Colorism In Latino Media. With the October 28 launch of Fusion network, the ABC and Univision joint venture aimed at English-speaking Latino millennials, Maynard Institute’s Richard Prince takes a look at colorism within Latino media. Colorism is a practice of discrimination by which those with lighter skin are treated more favorably than those with darker skin. Also called “the color complex,” it has long been a topic of concern among African Americans, but is also being talked about more openly among Hispanics. According to Prince, Arlene Davila, a professor of anthropology, social and cultural analysis at New York University and an expert on Latino identity and marketing to Latinos, wrote on Facebook about Fusion: “Remember ABC/Univision ‘Fusion”s promise to represent ‘Latino millennials’?? well get ready for more of the same: super white anchors, no Mexican Americans or Puerto Ricans or US Latinos but same old cast you’d find in any Latin American exportable show — except they speak English! Whoever is heading this thing needs to hit our barrios and get a reality check!!” One of her Facebook friends replied, “Well, but what can we expect from Blancovision?” and “The other phrase that we used was Uniblanco,” Prince reported. Prince asked Yvonne Latty, a clinical associate professor in journalism at New York University, for her perspective. Latty, who is Dominican and African American said she is not surprised by the lack of Afro Latinos on Fusion because they are invisible. “The same issues that plague African Americans in terms of jobs on air plague us, but with an unfair twist,” Prince reports. “If a market is interested in hiring a Latino, they will most likely hire a white Latino, that is why a great number of Latinos on air are white Latinos. And that just dates back to stereotypes on beauty and what is pleasing to a general audience. If a market wants to higher a black reporter they will hire an African American, not an Afro Latino…”

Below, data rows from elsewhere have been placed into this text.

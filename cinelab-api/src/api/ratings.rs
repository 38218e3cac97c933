//! Aggregate rating endpoint

use axum::{
    extract::{Path, State},
    Json,
};

use cinelab_common::models::RatingSummary;

use crate::rating::movie_rating;
use crate::AppState;

/// GET /movies/{movie_id}/rating
///
/// Recomputes the aggregate from the review list on every call. An unknown
/// movie id is not an error; it simply has zero matching reviews.
pub async fn get_movie_rating(
    State(state): State<AppState>,
    Path(movie_id): Path<i64>,
) -> Json<RatingSummary> {
    let reviews = state.reviews.lock().await;
    Json(movie_rating(reviews.list(), movie_id))
}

Online privacy now sounds like fiction. In advance of this weekend’s rally to stop mass spying by the government in Washington, D.C., Ben Scott and George Mascolo wrote for the New America Foundation’s The Weekly Wonk that “the Summer of Edward Snowden has given way to a Winter of Mistrust. The revelations from the former NSA contractor triggered all manner of responses – vocal support, shrugs, cries of outrage, and dismay. But now that he’s settled into legal limbo in Moscow, we’re left to confront what may be his most dismaying revelation: the basic expectation of private communications on the Internet is now commonly seen as fiction.” Earlier this week Macolo and Scott released a paper that addressed the challenge to finding a way back to trusted communication online, especially in light of the breach of trust revealed by reports of U.S. spying on Germany and other allies. The hard truth, they said: “There is no political or economic power in the world that can guarantee privacy and security in digital communications. The information systems of modern society are fundamentally insecure. We can never be completely certain that no one is watching.” An Amtrak train passenger was watching, listening and live-tweeting as former National Security Administration chief Michael Hayden gave an off-the-record interview to journalists. At one point during his tweets the passenger, political strategist Tom Matzzie, noted that he wasn’t a journalist but might as well be since his “live commentary was quickly picked up by dozens of political and news outlets as it was happening,” Mathew Ingram reported for Gigaom. Just more proof that somebody’s always watching.